I fire a 3-4 shot burst on every shot I take.  That way at least 1 or 2 will be spot on.  If you depend on one shot in any Canon DSLR's AI Servo mode, the hit rate with something this challenging will be less than 70%, in my experience.  So switch to AI Servo, "L" burst rate, which is 3 max.  Or you can select "H" and shoot say, 4 shot bursts.  I've found this to be superior to tracking cases and hit rates.

Yeah, I have it at 12fps, and I would usually shoot off 2-4 shots of a small event, like a surf-trick, but I like to get better at tracking and understand really how to set up the gear and how to track for best possible results. And many of the shots from today were just ONE shot, and they were still perfectly focused, and with the shortened relase-lag , it's hard to miss with this incredible camera. But I can always improve!

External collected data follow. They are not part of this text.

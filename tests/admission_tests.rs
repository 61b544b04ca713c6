use kitchen_helper::admission::AdmissionController;
use kitchen_helper::error::GenerationError;
use std::sync::atomic::{AtomicUsize, Ordering};
use std::sync::{Arc, Barrier};
use std::thread;

#[test]
fn test_three_racing_acquires_with_two_slots() {
    for _ in 0..50 {
        let controller = Arc::new(AdmissionController::new(2));
        let barrier = Arc::new(Barrier::new(3));

        let handles: Vec<_> = (0..3)
            .map(|i| {
                let controller = Arc::clone(&controller);
                let barrier = Arc::clone(&barrier);
                thread::spawn(move || {
                    barrier.wait();
                    controller.acquire(&format!("request-{i}"))
                })
            })
            .collect();

        let granted = handles
            .into_iter()
            .map(|h| h.join().expect("thread should not panic"))
            .filter(|granted| *granted)
            .count();

        assert_eq!(granted, 2);
        assert_eq!(controller.in_flight(), 2);
    }
}

#[test]
fn test_in_flight_never_exceeds_limit_under_contention() {
    const LIMIT: usize = 3;
    let controller = Arc::new(AdmissionController::new(LIMIT));
    let held = Arc::new(AtomicUsize::new(0));
    let peak = Arc::new(AtomicUsize::new(0));

    let handles: Vec<_> = (0..8)
        .map(|worker| {
            let controller = Arc::clone(&controller);
            let held = Arc::clone(&held);
            let peak = Arc::clone(&peak);
            thread::spawn(move || {
                for round in 0..500 {
                    let id = format!("{worker}-{round}");
                    if controller.acquire(&id) {
                        let now = held.fetch_add(1, Ordering::SeqCst) + 1;
                        peak.fetch_max(now, Ordering::SeqCst);
                        assert!(controller.in_flight() <= LIMIT);
                        held.fetch_sub(1, Ordering::SeqCst);
                        controller.release(&id);
                    }
                }
            })
        })
        .collect();

    for handle in handles {
        handle.join().expect("worker should not panic");
    }

    assert!(peak.load(Ordering::SeqCst) <= LIMIT);
    assert_eq!(controller.in_flight(), 0);
}

#[test]
fn test_release_any_number_of_times() {
    let controller = AdmissionController::new(2);

    // Zero acquires, many releases
    for _ in 0..5 {
        controller.release("ghost");
    }
    assert_eq!(controller.in_flight(), 0);

    assert!(controller.acquire("a"));
    for _ in 0..5 {
        controller.release("a");
    }
    assert_eq!(controller.in_flight(), 0);

    // Capacity is fully usable afterwards
    assert!(controller.acquire("b"));
    assert!(controller.acquire("c"));
    assert!(!controller.acquire("d"));
}

#[test]
fn test_rejection_reports_capacity() {
    let controller = Arc::new(AdmissionController::new(2));
    let _first = controller.try_admit("first").expect("slot available");
    let _second = controller.try_admit("second").expect("slot available");

    let err = controller
        .try_admit("third")
        .expect_err("gate should be full");
    assert!(matches!(
        err,
        GenerationError::AdmissionRejected { current: 2, max: 2 }
    ));
    assert!(err.is_retryable());
    assert!(err.user_message(false).contains("2/2"));
}

#[test]
fn test_later_caller_can_win_after_release() {
    let controller = Arc::new(AdmissionController::new(1));
    let permit = controller.try_admit("early").expect("slot available");
    assert!(controller.try_admit("rejected").is_err());

    drop(permit);
    let late = controller.try_admit("late").expect("slot freed");
    assert_eq!(late.slot().request_id(), "late");
    assert_eq!(controller.in_flight(), 1);
}
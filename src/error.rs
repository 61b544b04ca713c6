//! Errors surfaced by the generation pipeline

use crate::backends::BackendError;
use crate::orchestrator::ParseFailure;
use crate::providers::Provider;

/// Failure of a generation request.
///
/// A catalog miss is not represented here; it is an `Option::None` that the
/// coordinator turns into a generation attempt.
#[derive(Debug, thiserror::Error)]
pub enum GenerationError {
    /// Malformed request, rejected before any backend is touched
    #[error("Invalid request: {0}")]
    Validation(String),

    /// Every admission slot is taken; the caller should retry later
    #[error("Generation capacity exhausted ({current}/{max} in flight)")]
    AdmissionRejected { current: usize, max: usize },

    /// No backend can serve the request
    #[error("No provider available: {0}")]
    ProviderUnavailable(String),

    /// Backend output did not match the recipe schema.
    ///
    /// `raw` keeps the backend text for diagnostics and is never part of the
    /// display string.
    #[error("Failed to parse {provider} output: {source}")]
    Parse {
        provider: Provider,
        #[source]
        source: ParseFailure,
        raw: String,
    },

    /// The caller went away before generation finished
    #[error("Generation cancelled")]
    Cancelled,

    #[error(transparent)]
    Backend(#[from] BackendError),
}

impl GenerationError {
    /// Whether the same request may succeed if retried shortly
    pub fn is_retryable(&self) -> bool {
        matches!(self, Self::AdmissionRejected { .. })
    }

    /// Raw backend output retained for diagnostics, if any
    pub fn raw_output(&self) -> Option<&str> {
        match self {
            Self::Parse { raw, .. } => Some(raw),
            _ => None,
        }
    }

    /// Text that can be shown to an end user.
    ///
    /// `catalog_fallback` indicates whether the caller can offer catalog-only
    /// results instead.
    pub fn user_message(&self, catalog_fallback: bool) -> String {
        match self {
            Self::Validation(reason) => reason.clone(),
            Self::AdmissionRejected { current, max } => format!(
                "Too many recipes are being generated right now ({current}/{max}). Please wait a moment and try again."
            ),
            Self::ProviderUnavailable(_) | Self::Parse { .. } | Self::Backend(_) => {
                if catalog_fallback {
                    "Recipe generation failed. You can still pick a recipe from the catalog."
                        .to_string()
                } else {
                    "Recipe generation failed. Please try again later.".to_string()
                }
            }
            Self::Cancelled => "Recipe generation was cancelled.".to_string(),
        }
    }
}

Yes and you are also shooting in very difficult situations.  Even field sports it's tough to get every shot in focus and often times impossible, especially at night.  I liked my keeper rate with the 1DX at night vs. the 1D4.  Although, during the state track meet last year I didn't have one OOF shot with the 1D4 and looking at my RAW files, I had shot 1579 shots!  If the 1DX can do that at night, well then that would be quite an improvement in itself.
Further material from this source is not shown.